Dennis Maguire got, but he knew in his heart there’d been someone out there in the storm tonight. And somehow he knew they hadn’t seen the last of her.
Paraiso
“Charlie, Charlie, Charlie,” the Senador said, shaking his head sadly.
Emilio Sanchez stood at a respectful distance from the father and son confrontation. He had moved to leave the great room after delivering Charlie here, but the Senador had motioned him to stay. Emilio was proud of the Senador’s show of trust and confidence in him, but it pained him to see this great man in such distress. So Emilio stepped back against the great fireplace and stared out at the seamless blackness beyond the windows where the clouded night sky merged with the Pacific. He watched their reflections in the glass. And listened.
“I thought we had an understanding, Charlie.” The Senador leaned forward, staring earnestly across the long, free-form redwood coffee table at his son who sat with elbows on knees, head down. “You promised me six months. You promised me you’d stay here and go through therapy … learn to pray.”

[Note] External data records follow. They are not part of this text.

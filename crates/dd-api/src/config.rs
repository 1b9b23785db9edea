use std::time::Duration;

use chrono::FixedOffset;
use serde::Deserialize;

/// Deployment environment, drives log formatting
#[derive(Clone, Copy, Debug, Default, PartialEq, Eq, Deserialize)]
#[serde(rename_all = "lowercase")]
pub enum Environment {
    #[default]
    Development,
    Production,
}

impl Environment {
    pub fn is_development(&self) -> bool {
        matches!(self, Self::Development)
    }
}

/// Application configuration, read from `DD_*` environment variables.
#[derive(Clone, Debug, Deserialize)]
pub struct ApiConfig {
    #[serde(default)]
    pub env: Environment,
    #[serde(default = "default_bind_addr")]
    pub bind_addr: String,
    /// Browser origin allowed by CORS
    #[serde(default = "default_frontend_url")]
    pub frontend_url: String,
    /// Directory holding the saved progress
    #[serde(default = "default_data_dir")]
    pub data_dir: String,
    /// Without a key every assistant call fails over to the local fallbacks
    pub gemini_api_key: Option<String>,
    #[serde(default = "default_gemini_model")]
    pub gemini_model: String,
    #[serde(default = "default_gemini_base_url")]
    pub gemini_base_url: String,
    #[serde(default = "default_quiz_length")]
    pub quiz_length: usize,
    /// Offset of the user's calendar from UTC, for streak days
    #[serde(default)]
    pub utc_offset_minutes: i32,
    #[serde(default = "default_request_timeout_secs")]
    pub request_timeout_secs: u64,
    /// Sessions unseen this long are dropped
    #[serde(default = "default_session_ttl_secs")]
    pub session_ttl_secs: u64,
    #[serde(default = "default_session_sweep_secs")]
    pub session_sweep_secs: u64,
}

#[derive(Debug, thiserror::Error)]
pub enum ConfigError {
    #[error("failed to read configuration: {0}")]
    Env(#[from] envy::Error),
    #[error("DD_UTC_OFFSET_MINUTES out of range: {0}")]
    UtcOffset(i32),
    #[error("DD_QUIZ_LENGTH must be at least 1")]
    QuizLength,
    #[error("DD_SESSION_SWEEP_SECS must be at least 1")]
    SessionSweep,
}

impl ApiConfig {
    pub fn from_env() -> Result<Self, ConfigError> {
        Self::from_vars(std::env::vars())
    }

    /// Build from explicit `DD_*` pairs
    pub fn from_vars<I>(vars: I) -> Result<Self, ConfigError>
    where
        I: IntoIterator<Item = (String, String)>,
    {
        let config: Self = envy::prefixed("DD_").from_iter(vars)?;
        config.utc_offset()?;
        if config.quiz_length == 0 {
            return Err(ConfigError::QuizLength);
        }
        if config.session_sweep_secs == 0 {
            return Err(ConfigError::SessionSweep);
        }
        Ok(config)
    }

    /// The user's calendar
    pub fn utc_offset(&self) -> Result<FixedOffset, ConfigError> {
        self.utc_offset_minutes
            .checked_mul(60)
            .and_then(FixedOffset::east_opt)
            .ok_or(ConfigError::UtcOffset(self.utc_offset_minutes))
    }

    pub fn request_timeout(&self) -> Duration {
        Duration::from_secs(self.request_timeout_secs)
    }

    pub fn session_ttl(&self) -> Duration {
        Duration::from_secs(self.session_ttl_secs)
    }

    pub fn session_sweep_interval(&self) -> Duration {
        Duration::from_secs(self.session_sweep_secs)
    }
}

fn default_bind_addr() -> String {
    "0.0.0.0:3000".to_string()
}

fn default_frontend_url() -> String {
    "http://localhost:5173".to_string()
}

fn default_data_dir() -> String {
    "./data".to_string()
}

fn default_gemini_model() -> String {
    "gemini-3-flash-preview".to_string()
}

fn default_gemini_base_url() -> String {
    "https://generativelanguage.googleapis.com/v1beta".to_string()
}

fn default_quiz_length() -> usize {
    5
}

fn default_request_timeout_secs() -> u64 {
    30
}

fn default_session_ttl_secs() -> u64 {
    30 * 60
}

fn default_session_sweep_secs() -> u64 {
    5 * 60
}

#[cfg(test)]
mod tests {
    use super::*;

    fn vars(pairs: &[(&str, &str)]) -> Vec<(String, String)> {
        pairs
            .iter()
            .map(|(k, v)| (k.to_string(), v.to_string()))
            .collect()
    }

    #[test]
    fn test_defaults() {
        let config = ApiConfig::from_vars(vars(&[])).unwrap();
        assert_eq!(config.env, Environment::Development);
        assert_eq!(config.bind_addr, "0.0.0.0:3000");
        assert_eq!(config.quiz_length, 5);
        assert_eq!(config.session_ttl(), Duration::from_secs(1800));
        assert_eq!(config.session_sweep_interval(), Duration::from_secs(300));
        assert!(config.gemini_api_key.is_none());
        assert_eq!(config.utc_offset().unwrap(), FixedOffset::east_opt(0).unwrap());
    }

    #[test]
    fn test_overrides() {
        let config = ApiConfig::from_vars(vars(&[
            ("DD_ENV", "production"),
            ("DD_GEMINI_API_KEY", "k"),
            ("DD_UTC_OFFSET_MINUTES", "-300"),
            ("DD_QUIZ_LENGTH", "8"),
            ("UNRELATED", "ignored"),
        ]))
        .unwrap();
        assert_eq!(config.env, Environment::Production);
        assert_eq!(config.gemini_api_key.as_deref(), Some("k"));
        assert_eq!(config.quiz_length, 8);
        assert_eq!(
            config.utc_offset().unwrap(),
            FixedOffset::west_opt(5 * 3600).unwrap()
        );
    }

    #[test]
    fn test_rejects_bad_values() {
        assert!(matches!(
            ApiConfig::from_vars(vars(&[("DD_UTC_OFFSET_MINUTES", "100000")])),
            Err(ConfigError::UtcOffset(100000))
        ));
        assert!(matches!(
            ApiConfig::from_vars(vars(&[("DD_QUIZ_LENGTH", "0")])),
            Err(ConfigError::QuizLength)
        ));
        assert!(matches!(
            ApiConfig::from_vars(vars(&[("DD_SESSION_SWEEP_SECS", "0")])),
            Err(ConfigError::SessionSweep)
        ));
        assert!(ApiConfig::from_vars(vars(&[("DD_ENV", "staging")])).is_err());
    }
}
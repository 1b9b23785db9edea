use axum::{
    Json, Router,
    extract::{Path, State},
    http::StatusCode,
    routing::get,
};
use dd_db::{catalog, models::Recipe};

use super::model::{self, NewRecipe};
use crate::{ApiState, error::ApiError};

/// Create the recipe routes
pub fn routes() -> Router<ApiState> {
    Router::new()
        .route("/recipes", get(get_all_recipes).post(create_recipe))
        .route("/recipes/{id}", get(get_recipe_by_id).delete(delete_recipe))
}

/// Built-in recipes followed by the user's own
async fn get_all_recipes(State(state): State<ApiState>) -> Json<Vec<Recipe>> {
    let container = state.stats.lock().await;
    Json(catalog::all_recipes(container.stats()))
}

async fn get_recipe_by_id(
    State(state): State<ApiState>,
    Path(id): Path<String>,
) -> Result<Json<Recipe>, ApiError> {
    let container = state.stats.lock().await;
    catalog::find_recipe(container.stats(), &id)
        .map(Json)
        .ok_or_else(|| ApiError::NotFound(format!("Recipe {id} not found")))
}

async fn create_recipe(
    State(state): State<ApiState>,
    Json(payload): Json<NewRecipe>,
) -> Result<(StatusCode, Json<Recipe>), ApiError> {
    let now = state.now();
    let mut container = state.stats.lock().await;

    let id = model::next_recipe_id(container.stats(), now);
    let recipe = payload.into_recipe(id)?;
    container.apply(|stats| model::add_user_recipe(stats, recipe.clone()));

    tracing::info!(recipe_id = %recipe.id, "User recipe created");
    Ok((StatusCode::CREATED, Json(recipe)))
}

async fn delete_recipe(
    State(state): State<ApiState>,
    Path(id): Path<String>,
) -> Result<StatusCode, ApiError> {
    let mut container = state.stats.lock().await;
    container.try_apply(|stats| model::remove_user_recipe(stats, &id))?;

    tracing::info!(recipe_id = %id, "User recipe deleted");
    Ok(StatusCode::NO_CONTENT)
}
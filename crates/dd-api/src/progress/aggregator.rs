//! Transitions that fold a finished session into user progress.
//!
//! Every function takes the prior stats by reference and returns a new value.
//! Re-applying the same outcomes counts them again; only badges are
//! idempotent.

use chrono::{DateTime, TimeZone, Utc};
use dd_db::{
    catalog::{BADGE_OVEN_OVERLORD, BADGE_SPEED_BAKER, BADGE_YEAST_MASTER},
    models::{Challenge, Difficulty, QuizOutcome, Recipe, RecipeCategory, SrsItem, UserStats},
};
use dd_srs::streak;

/// Points per correct quiz or review answer
pub const QUIZ_POINTS_PER_CORRECT: u64 = 20;

/// Points per correct challenge answer
pub const CHALLENGE_POINTS_PER_CORRECT: u64 = 50;

/// Recipe recorded for review items created without a known owner
const UNKNOWN_RECIPE_ID: &str = "unknown";
const UNKNOWN_RECIPE_NAME: &str = "Unknown Recipe";

/// Result of applying one session
#[derive(Debug, Clone, PartialEq, Eq)]
pub struct Completion {
    /// Stats after the session
    pub stats: UserStats,
    /// Points awarded, bonuses included
    pub points_earned: u64,
    /// Badges granted by this session that were not held before
    pub badges_earned: Vec<String>,
}

impl Completion {
    fn new(prior: &UserStats, stats: UserStats, points_earned: u64) -> Self {
        let badges_earned = stats
            .badges
            .difference(&prior.badges)
            .cloned()
            .collect();

        Self {
            stats,
            points_earned,
            badges_earned,
        }
    }
}

/// Flat bonus for finishing a quiz at `difficulty`
pub const fn difficulty_bonus(difficulty: Difficulty) -> u64 {
    match difficulty {
        Difficulty::Beginner => 0,
        Difficulty::Intermediate => 50,
        Difficulty::Advanced => 100,
    }
}

/// Fold a completed recipe quiz into the stats.
pub fn complete_quiz<Tz: TimeZone>(
    prior: &UserStats,
    recipe: &Recipe,
    difficulty: Difficulty,
    outcomes: &[QuizOutcome],
    now: DateTime<Utc>,
    tz: &Tz,
) -> Completion {
    let mut stats = prior.clone();

    let correct = count_correct(outcomes);
    let points = correct * QUIZ_POINTS_PER_CORRECT + difficulty_bonus(difficulty);
    stats.points = stats.points.saturating_add(points);

    for outcome in outcomes {
        schedule(&mut stats.srs_items, outcome, &recipe.id, &recipe.name, now);
    }

    if recipe.category == RecipeCategory::Bread {
        stats.badges.insert(BADGE_YEAST_MASTER.to_string());
    }

    let flawless = !outcomes.is_empty() && outcomes.iter().all(|o| o.is_correct);
    if flawless && difficulty == Difficulty::Advanced {
        stats.badges.insert(BADGE_OVEN_OVERLORD.to_string());
    }

    record_activity(&mut stats, now, tz);
    stats.last_completed_recipe_id = Some(recipe.id.clone());

    Completion::new(prior, stats, points)
}

/// Fold a completed review of due items into the stats.
///
/// Each outcome keeps the recipe of its existing review item. No points or
/// badges are awarded.
pub fn complete_review<Tz: TimeZone>(
    prior: &UserStats,
    outcomes: &[QuizOutcome],
    now: DateTime<Utc>,
    tz: &Tz,
) -> Completion {
    let mut stats = prior.clone();

    for outcome in outcomes {
        let (recipe_id, recipe_name) = stats
            .srs_item(&outcome.question.id)
            .map(|item| (item.recipe_id.clone(), item.recipe_name.clone()))
            .unwrap_or_else(|| (UNKNOWN_RECIPE_ID.to_string(), UNKNOWN_RECIPE_NAME.to_string()));

        schedule(&mut stats.srs_items, outcome, &recipe_id, &recipe_name, now);
    }

    record_activity(&mut stats, now, tz);

    Completion::new(prior, stats, 0)
}

/// Fold a finished timed challenge into the stats.
///
/// `time_bonus` is computed by the caller from the remaining time and is zero
/// when the clock ran out.
pub fn complete_challenge<Tz: TimeZone>(
    prior: &UserStats,
    challenge: &Challenge,
    correct: usize,
    time_bonus: u64,
    now: DateTime<Utc>,
    tz: &Tz,
) -> Completion {
    let mut stats = prior.clone();

    let points = correct as u64 * CHALLENGE_POINTS_PER_CORRECT + time_bonus + challenge.bonus_points;
    stats.points = stats.points.saturating_add(points);
    stats.badges.insert(BADGE_SPEED_BAKER.to_string());
    stats.best_challenge_score = stats.best_challenge_score.max(points);

    record_activity(&mut stats, now, tz);

    Completion::new(prior, stats, points)
}

fn count_correct(outcomes: &[QuizOutcome]) -> u64 {
    outcomes.iter().filter(|o| o.is_correct).count() as u64
}

fn record_activity<Tz: TimeZone>(stats: &mut UserStats, now: DateTime<Utc>, tz: &Tz) {
    let update = streak::record_activity(stats.streak, stats.last_activity_date, now, tz);
    stats.streak = update.streak;
    stats.last_activity_date = Some(update.last_activity_date);
}

/// Apply one answer to the review queue.
///
/// Incorrect answers (re)start the item and refresh its content and owner.
/// Correct answers only advance items that already exist.
fn schedule(
    items: &mut Vec<SrsItem>,
    outcome: &QuizOutcome,
    recipe_id: &str,
    recipe_name: &str,
    now: DateTime<Utc>,
) {
    let position = items
        .iter()
        .position(|item| item.question.id == outcome.question.id);
    let existing = position.map(|i| items[i].review_state());

    let Some(next) = dd_srs::next_review_state(existing.as_ref(), outcome.is_correct, now) else {
        return;
    };

    match position {
        Some(i) => {
            let item = &mut items[i];
            item.set_review_state(next);
            if !outcome.is_correct {
                item.question = outcome.question.clone();
                item.recipe_id = recipe_id.to_string();
                item.recipe_name = recipe_name.to_string();
            }
        }
        None => items.push(SrsItem {
            question: outcome.question.clone(),
            recipe_id: recipe_id.to_string(),
            recipe_name: recipe_name.to_string(),
            interval_index: next.interval_index,
            next_review_date: next.next_review_date,
        }),
    }
}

“It’s not what you think, Dad,” Charlie said softly in a hoarse voice. He sounded exhausted. Defeated.
The fight seemed to have gone out of Charlie. Which didn’t jibe at all with his recent flight from Paraiso. If he wasn’t bucking his father, why did he run?
Two days ago the Senador had called Emilio to his home office in a minor panic. Charlie was gone. His room was empty, and he was nowhere in the house or on the grounds. Juanita said she’d passed a taxi coming the other way when she’d arrived early this morning.
Emilio had sighed and nodded. Here we go again.
Fortunately Juanita remembered the name of the cab company. From there it was easy to trace that particular fare—the whole damn company was buzzing about picking up a fare at Paraiso that wanted to be taken all the way to Frisco. The driver had dropped his fare off on California Street.
Charlie had run to his favorite rat hole again.
Over the years, during repeated trips in search of Charlie, Emilio had been in and out of so many gay bars in San Francisco that some of the regulars had begun to think he was a maricon himself. To counteract that insulting notion, he’d made it a practice to bust the skull anyone who tried to get friendly.
But this time he hadn’t found Charlie down in the Tenderloin. Instead, he’d traced him to the Embarcadero. Charlie had taken a room in the Hyatt, of all places.
When Emilio had knocked on his door, Charlie hadn’t acted surprised, and he hadn’t launched into his usual lame protests. He’d come quietly, barely speaking during the drive back.
That wasn’t like Charlie. Something was wrong.
“What am I to think, Charlie?” the Senador was saying. “You promised me. Remember what you said? You said you’d ‘give it the old college try.’ Remember that?”
“Dad—”
“And you were doing so well! Doctor Thompson said you were very cooperative, really starting to open up to him. And you seemed to be getting into the spirit of the prayer sessions, feeling the presence of the Lord. What happened? Why did you break your promise?”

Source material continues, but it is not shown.